DATA FOR REVIEW
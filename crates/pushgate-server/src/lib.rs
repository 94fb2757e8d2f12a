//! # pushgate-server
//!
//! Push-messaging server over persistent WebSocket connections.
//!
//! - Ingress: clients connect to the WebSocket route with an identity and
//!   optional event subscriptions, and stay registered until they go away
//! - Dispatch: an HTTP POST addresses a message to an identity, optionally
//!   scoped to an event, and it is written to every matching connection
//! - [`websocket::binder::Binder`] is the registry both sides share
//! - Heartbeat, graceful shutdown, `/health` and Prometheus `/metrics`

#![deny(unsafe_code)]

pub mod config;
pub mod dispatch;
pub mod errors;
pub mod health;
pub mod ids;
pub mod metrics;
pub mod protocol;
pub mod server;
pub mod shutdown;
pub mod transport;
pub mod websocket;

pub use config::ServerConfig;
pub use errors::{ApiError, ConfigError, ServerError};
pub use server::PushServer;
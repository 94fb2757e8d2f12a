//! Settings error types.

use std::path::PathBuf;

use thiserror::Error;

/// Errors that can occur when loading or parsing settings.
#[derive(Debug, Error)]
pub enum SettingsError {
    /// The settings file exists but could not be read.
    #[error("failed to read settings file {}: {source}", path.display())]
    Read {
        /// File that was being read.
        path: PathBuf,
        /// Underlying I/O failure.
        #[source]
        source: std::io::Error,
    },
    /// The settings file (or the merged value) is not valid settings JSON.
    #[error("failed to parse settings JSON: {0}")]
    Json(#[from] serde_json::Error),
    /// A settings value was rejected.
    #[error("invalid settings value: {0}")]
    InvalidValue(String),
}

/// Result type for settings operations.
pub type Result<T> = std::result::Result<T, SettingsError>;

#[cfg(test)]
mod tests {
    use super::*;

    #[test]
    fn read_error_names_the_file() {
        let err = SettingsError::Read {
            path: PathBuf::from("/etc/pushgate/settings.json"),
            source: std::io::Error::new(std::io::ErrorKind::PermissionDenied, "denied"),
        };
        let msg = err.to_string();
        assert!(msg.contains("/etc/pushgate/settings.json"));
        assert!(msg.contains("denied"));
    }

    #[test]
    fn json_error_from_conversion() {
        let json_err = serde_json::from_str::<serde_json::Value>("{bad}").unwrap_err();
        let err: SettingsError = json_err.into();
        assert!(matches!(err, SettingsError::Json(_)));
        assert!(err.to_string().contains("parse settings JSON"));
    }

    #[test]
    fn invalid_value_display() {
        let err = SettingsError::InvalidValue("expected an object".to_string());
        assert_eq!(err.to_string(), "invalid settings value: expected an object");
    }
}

WHAT YOU ARE ASKED TO DO
Search the records for lines holding the word "event", then copy each line you find.

EXERCISE SOLUTION
//!   optional event subscriptions, and stay registered until they go away
//!   scoped to an event, and it is written to every matching connection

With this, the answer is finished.